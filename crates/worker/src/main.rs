//! `deckbench-worker` -- match simulation worker daemon.
//!
//! Polls the shared job queue, claims jobs up to local capacity, runs each
//! through the external engine and writes win and turn counts back.
//! See [`WorkerConfig::from_env`] for the environment variables it reads.
//! Logs go to stdout as text, or as JSON lines with `LOG_FORMAT=json`;
//! `RUST_LOG` sets the filter.

use std::sync::Arc;

use deckbench_worker::artifacts::ArtifactWriter;
use deckbench_worker::config::{LogFormat, WorkerConfig};
use deckbench_worker::pipeline::JobPipeline;
use deckbench_worker::poller::Poller;
use deckbench_worker::registry::JobRegistry;
use deckbench_worker::store::PgStore;
use deckbench_worker::sweeper::StaleClaimSweeper;
use tokio_util::sync::CancellationToken;
use tracing_subscriber::{layer::SubscriberExt, util::SubscriberInitExt};

/// Connections beyond one per job slot, for the poller and sweeper.
const EXTRA_DB_CONNECTIONS: u32 = 2;

#[tokio::main]
async fn main() {
    dotenvy::dotenv().ok();

    let log_format = LogFormat::from_env();
    let json = matches!(log_format, Ok(LogFormat::Json));
    tracing_subscriber::registry()
        .with(
            tracing_subscriber::EnvFilter::try_from_default_env()
                .unwrap_or_else(|_| "deckbench_worker=info,deckbench_core=info".into()),
        )
        .with(json.then(|| tracing_subscriber::fmt::layer().json()))
        .with((!json).then(tracing_subscriber::fmt::layer))
        .init();
    if let Err(e) = log_format {
        tracing::warn!(error = %e, "Falling back to text logs");
    }

    let config = WorkerConfig::from_env().unwrap_or_else(|e| {
        tracing::error!(error = %e, "Invalid configuration");
        std::process::exit(1);
    });

    tracing::info!(
        device_id = %config.device_id,
        capacity = config.capacity,
        engine_dir = %config.engine_dir.display(),
        decks_dir = %config.decks_dir.display(),
        "Starting deckbench-worker",
    );

    // --- Database ---
    let max_connections = u32::try_from(config.capacity)
        .unwrap_or(u32::MAX)
        .saturating_add(EXTRA_DB_CONNECTIONS);
    let pool = deckbench_db::create_pool(&config.database_url, max_connections)
        .await
        .unwrap_or_else(|e| {
            tracing::error!(error = %e, "Failed to connect to database");
            std::process::exit(1);
        });
    if let Err(e) = deckbench_db::health_check(&pool).await {
        tracing::error!(error = %e, "Database health check failed");
        std::process::exit(1);
    }
    if let Err(e) = deckbench_db::run_migrations(&pool).await {
        tracing::error!(error = %e, "Failed to run migrations");
        std::process::exit(1);
    }
    tracing::info!("Database ready");

    // --- Deck root ---
    let artifacts = ArtifactWriter::new(&config.decks_dir);
    if let Err(e) = artifacts.ensure_root().await {
        tracing::error!(error = %e, path = %artifacts.root().display(), "Cannot create deck directory");
        std::process::exit(1);
    }

    // --- Wiring ---
    let store = Arc::new(PgStore::new(pool.clone()));
    let registry = Arc::new(JobRegistry::new(config.capacity));
    let pipeline = Arc::new(JobPipeline::new(
        store.clone(),
        store.clone(),
        artifacts,
        config.engine_command(),
    ));

    let cancel = CancellationToken::new();

    let poller = Poller::new(
        config.device_id,
        store.clone(),
        Arc::clone(&registry),
        pipeline,
        config.poll_interval,
        config.backoff_interval,
    );
    let poller_handle = tokio::spawn(poller.run(cancel.clone()));

    let sweeper = StaleClaimSweeper::new(
        config.device_id,
        store,
        Arc::clone(&registry),
        config.stale_claim_after,
    );
    let sweeper_handle = tokio::spawn(sweeper.run(config.sweep_interval, cancel.clone()));

    shutdown_signal().await;

    // --- Shutdown ---
    cancel.cancel();
    let _ = poller_handle.await;
    let _ = sweeper_handle.await;

    tracing::info!(
        running = registry.len(),
        timeout_secs = config.shutdown_timeout.as_secs(),
        "Waiting for running jobs",
    );
    let report = registry.drain(config.shutdown_timeout).await;
    tracing::info!(
        finished = report.finished,
        aborted = report.aborted,
        "Job drain complete",
    );

    pool.close().await;
    tracing::info!("Graceful shutdown complete");
}

/// Wait for a termination signal to initiate graceful shutdown.
async fn shutdown_signal() {
    let ctrl_c = async {
        if let Err(e) = tokio::signal::ctrl_c().await {
            tracing::error!(error = %e, "Failed to listen for Ctrl-C");
            std::future::pending::<()>().await;
        }
    };

    #[cfg(unix)]
    let terminate = async {
        match tokio::signal::unix::signal(tokio::signal::unix::SignalKind::terminate()) {
            Ok(mut signal) => {
                signal.recv().await;
            }
            Err(e) => {
                tracing::error!(error = %e, "Failed to install SIGTERM handler");
                std::future::pending::<()>().await;
            }
        }
    };

    #[cfg(not(unix))]
    let terminate = std::future::pending::<()>();

    tokio::select! {
        () = ctrl_c => {
            tracing::info!("Received SIGINT (Ctrl-C), starting graceful shutdown");
        }
        () = terminate => {
            tracing::info!("Received SIGTERM, starting graceful shutdown");
        }
    }
}
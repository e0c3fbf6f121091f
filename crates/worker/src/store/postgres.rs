//! Postgres-backed store built on the `deckbench-db` repositories.

use async_trait::async_trait;
use deckbench_core::deck::DeckDefinition;
use deckbench_core::job::JobResult;
use deckbench_core::types::{DbId, Timestamp};
use deckbench_db::repositories::{DeckRepo, JobRepo};
use deckbench_db::DbPool;

use super::{ClaimOutcome, DeckStore, JobStore, StoreError};

/// Store backed by a shared connection pool.
#[derive(Debug, Clone)]
pub struct PgStore {
    pool: DbPool,
}

impl PgStore {
    pub fn new(pool: DbPool) -> Self {
        Self { pool }
    }
}

#[async_trait]
impl JobStore for PgStore {
    async fn list_unclaimed(&self, limit: usize) -> Result<Vec<DbId>, StoreError> {
        let limit = i64::try_from(limit).unwrap_or(i64::MAX);
        let candidates = JobRepo::list_unclaimed(&self.pool, limit).await?;
        Ok(candidates.into_iter().map(|c| c.id).collect())
    }

    async fn try_claim(&self, id: DbId, owner: DbId) -> Result<ClaimOutcome, StoreError> {
        match JobRepo::try_claim(&self.pool, id, owner).await? {
            Some(row) => row
                .to_match_job()
                .map(ClaimOutcome::Claimed)
                .map_err(|e| StoreError::CorruptRow {
                    id,
                    reason: e.to_string(),
                }),
            None => Ok(ClaimOutcome::Raced),
        }
    }

    async fn record_result(&self, id: DbId, result: &JobResult) -> Result<(), StoreError> {
        if JobRepo::record_result(&self.pool, id, result).await? {
            Ok(())
        } else {
            Err(StoreError::NotFound(id))
        }
    }

    async fn list_stale_claims(
        &self,
        owner: DbId,
        cutoff: Timestamp,
    ) -> Result<Vec<DbId>, StoreError> {
        let jobs = JobRepo::list_stale_claims(&self.pool, owner, cutoff).await?;
        Ok(jobs.into_iter().map(|j| j.id).collect())
    }
}

#[async_trait]
impl DeckStore for PgStore {
    async fn find_deck(&self, version_id: DbId) -> Result<Option<DeckDefinition>, StoreError> {
        Ok(DeckRepo::load_definition(&self.pool, version_id).await?)
    }
}
//! Error types for the design value pipeline.
//!
//! Every stage validates its own preconditions and returns one of these
//! variants with the offending values attached. Nothing is retried and
//! nothing is defaulted to a numeric sentinel.

/// Errors raised while fitting a Gumbel distribution or inverting it.
#[derive(Debug, Clone, PartialEq, thiserror::Error)]
pub enum DesignValueError {
    /// A sample or request value is non-finite, negative, or otherwise malformed.
    #[error("Invalid input: {reason} (value: {value})")]
    InvalidInput { reason: String, value: f64 },

    /// Too few samples to estimate the L-moments, or fewer than the
    /// reliability threshold when running in strict mode.
    #[error("Insufficient sample: {sample_size} values, at least {required} required")]
    InsufficientSample { sample_size: usize, required: usize },

    /// The fitted (or supplied) scale is not strictly positive.
    #[error("Degenerate distribution: scale {scale} is not positive")]
    DegenerateDistribution { scale: f64 },

    /// The requested return period lies outside the fitted distribution's domain.
    #[error(
        "Return period {return_period} years is out of domain: \
         probability argument {argument} not in (0, 1)"
    )]
    OutOfDomain { return_period: f64, argument: f64 },
}

pub type Result<T> = std::result::Result<T, DesignValueError>;

/// Errors raised while loading analysis configuration.
#[derive(Debug, thiserror::Error)]
pub enum ConfigError {
    #[error("Failed to read {path}: {source}")]
    Io {
        path: String,
        #[source]
        source: std::io::Error,
    },

    #[error("Failed to parse configuration: {0}")]
    Parse(#[from] toml::de::Error),

    #[error("Invalid configuration: {0}")]
    Invalid(String),
}
//! Sample L-moment estimation.
//!
//! l1 is the sample mean. l2 is the U-statistic
//!
//!   l2 = ½ · C(N,2)⁻¹ · Σ_{i>j} (X(i) − X(j))
//!
//! evaluated in linear time through the probability-weighted moments
//! b0 = l1 and b1 = (1/N) Σ ((i−1)/(N−1)) X(i), giving l2 = 2·b1 − b0
//! (Hosking, 1990).

use tracing::debug;

use crate::error::{DesignValueError, Result};
use crate::model::{AnnualMaximaSeries, LMoments, MIN_FIT_SAMPLE};

/// Computes (l1, l2) for a series of at least two values.
pub fn sample_lmoments(series: &AnnualMaximaSeries) -> Result<LMoments> {
    let values = series.values();
    let n = values.len();
    if n < MIN_FIT_SAMPLE {
        return Err(DesignValueError::InsufficientSample {
            sample_size: n,
            required: MIN_FIT_SAMPLE,
        });
    }

    let n_f = n as f64;
    let b0 = values.iter().sum::<f64>() / n_f;

    // Rank weights (i−1)/(N−1) over the ascending order statistics.
    let weighted: f64 = values
        .iter()
        .enumerate()
        .map(|(rank, &x)| rank as f64 * x)
        .sum();
    let b1 = weighted / (n_f * (n_f - 1.0));

    // A constant series can leave a tiny negative residue.
    let l2 = (2.0 * b1 - b0).max(0.0);

    debug!(sample_size = n, l1 = b0, l2, "Computed sample L-moments");
    Ok(LMoments { l1: b0, l2 })
}

/// Sample mean, defined for any non-empty series.
pub fn sample_mean(series: &AnnualMaximaSeries) -> f64 {
    let values = series.values();
    values.iter().sum::<f64>() / values.len() as f64
}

### Exercise directions
Pick out each line in the material containing "through".

### Task solution
//! through the external engine and writes win and turn counts back.
//! evaluated in linear time through the probability-weighted moments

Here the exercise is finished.